# How I load heavy drum machines



## service guy (Jun 26, 2008)




----------



## service guy (Jun 26, 2008)




----------



## leak1 (Mar 25, 2009)

s.g.-what brand of lift crane is that?


----------



## service guy (Jun 26, 2008)

Vestil is the company that manufactures it.


----------



## leak1 (Mar 25, 2009)

s.g. looked them up on the net, thers one around 500 bucks (handcrank) harbor freight has one for 150, i was going to check it out, small 1000lbs. winchfor 100 bucks- tired of lifting the 1065 spartan & cables ,thats why my back & knees are about shot!!!!!!!


----------



## Plumberman (Jul 7, 2008)

Thats a cool rig SG. :yes:


----------



## Plumber Jim (Jun 19, 2008)

I use the ramp with rollers and a winch from gorlitz. works great.


----------



## Bollinger plumber (Apr 3, 2009)

I like my tommy lift gate. Now if anyone can figure out a way to get them up and down stairs I would be interested in that.:thumbup:


----------



## UnclogNH (Mar 28, 2009)

Two wheel dolly reel into house then bring Dm55 in same way out. Then break my dm55 machine down then lube and lift myself not that bad.
I remember bring that machine in and out all at once when I was younger now I take the extra 20 mins to break it down.
Al love the lift gate that's the way I'll go next. Someday when I get a portable hot water jet.


----------



## Song Dog (Jun 12, 2008)

Ah shoot SG
I just horse my 2001 up on my shoulder and throw her in:thumbsup:. 

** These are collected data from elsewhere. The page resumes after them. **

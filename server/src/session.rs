use common::board::BoardSpec;

#[derive(Debug, Clone, Copy, PartialEq, Eq)]
pub enum SessionStatus {
    Queued,
    Active,
    Ended,
}

/// 一局游戏从入队到结束的记录，只由 `GameQueue` 持有和修改
#[derive(Debug, Clone)]
pub struct GameSession {
    game_id: String,
    /// 元数据查询完成之前为空
    board: Option<BoardSpec>,
    status: SessionStatus,
}

impl GameSession {
    pub fn new(game_id: impl Into<String>) -> Self {
        Self {
            game_id: game_id.into(),
            board: None,
            status: SessionStatus::Queued,
        }
    }

    pub fn game_id(&self) -> &str {
        &self.game_id
    }

    pub fn board(&self) -> Option<&BoardSpec> {
        self.board.as_ref()
    }

    pub fn status(&self) -> SessionStatus {
        self.status
    }

    pub fn is_active(&self) -> bool {
        self.status == SessionStatus::Active
    }

    pub(crate) fn activate(&mut self) {
        if self.status == SessionStatus::Queued {
            self.status = SessionStatus::Active;
        }
    }

    pub(crate) fn end(&mut self) {
        self.status = SessionStatus::Ended;
    }

    /// 棋盘信息在会话开始时只设置一次
    pub(crate) fn attach_board(&mut self, board: BoardSpec) -> bool {
        if self.board.is_some() {
            return false;
        }
        self.board = Some(board);
        true
    }
}

#[cfg(test)]
mod test {
    use common::board::RulesetKind;

    use super::*;

    #[test]
    fn test_lifecycle() {
        let mut session = GameSession::new("g1");
        assert_eq!(session.status(), SessionStatus::Queued);
        session.activate();
        assert!(session.is_active());
        session.end();
        assert_eq!(session.status(), SessionStatus::Ended);
        // 已结束的会话不能再次激活
        session.activate();
        assert_eq!(session.status(), SessionStatus::Ended);
    }

    #[test]
    fn test_board_set_once() {
        let mut session = GameSession::new("g1");
        assert!(session.attach_board(BoardSpec::new(11, 11, RulesetKind::Standard)));
        assert!(!session.attach_board(BoardSpec::new(7, 7, RulesetKind::Wrapped)));
        assert_eq!(session.board().unwrap().width, 11);
    }
}
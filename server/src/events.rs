use tokio::sync::broadcast;

#[derive(Debug, Clone, PartialEq)]
pub enum DisplayEvent {
    /// 游戏进入播放队列
    GameQueued { game_id: String, position: usize },
    /// 重复登记的游戏，忽略
    DuplicateGame { game_id: String },
    /// 开始播放
    GameStarted { game_id: String },
    FrameRendered { game_id: String, turn: u32 },
    /// 过期帧被丢弃
    StaleFrame { game_id: String, turn: u32 },
    /// 无法解码或类型未知的消息
    MalformedEvent { game_id: String, reason: String },
    /// 事件流连接失败或意外断开
    StreamFailed { game_id: String, reason: String },
    /// 收到 game_end，正常结束
    GameEnded { game_id: String },
}

/// 事件总线
#[derive(Debug, Clone)]
pub struct EventBus {
    sender: broadcast::Sender<DisplayEvent>,
}

impl EventBus {
    pub fn new() -> Self {
        Self {
            sender: broadcast::channel(1024).0,
        }
    }

    /// 发布事件
    pub fn publish(&self, event: DisplayEvent) {
        // 没有订阅者会发送失败，忽略错误
        let _ = self.sender.send(event);
    }

    /// 订阅事件
    pub fn subscribe(&self) -> broadcast::Receiver<DisplayEvent> {
        self.sender.subscribe()
    }
}

impl Default for EventBus {
    fn default() -> Self {
        Self::new()
    }
}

A lift of some sort would be nice. I got a telescoping ramp from MyTana. Its pretty slick but when you take 135lbs vs the machine on the way down, it tends to drag me down it from the half way mark:laughing:. It has a loading wheel, so when I load it I lay it down and push it in on its back. Still a beast, but ain't no 1065. At least if I need to I can easily break it down and cart the drum and frame seperatly.

In Christ,

Song Dog


----------



## Protech (Sep 22, 2008)

I was thinking about putting an electric winch on the top of the doorway on the back of my truck. It could lift drum machines and the jetter or any thing else for that matter. Any reason that won't work?


----------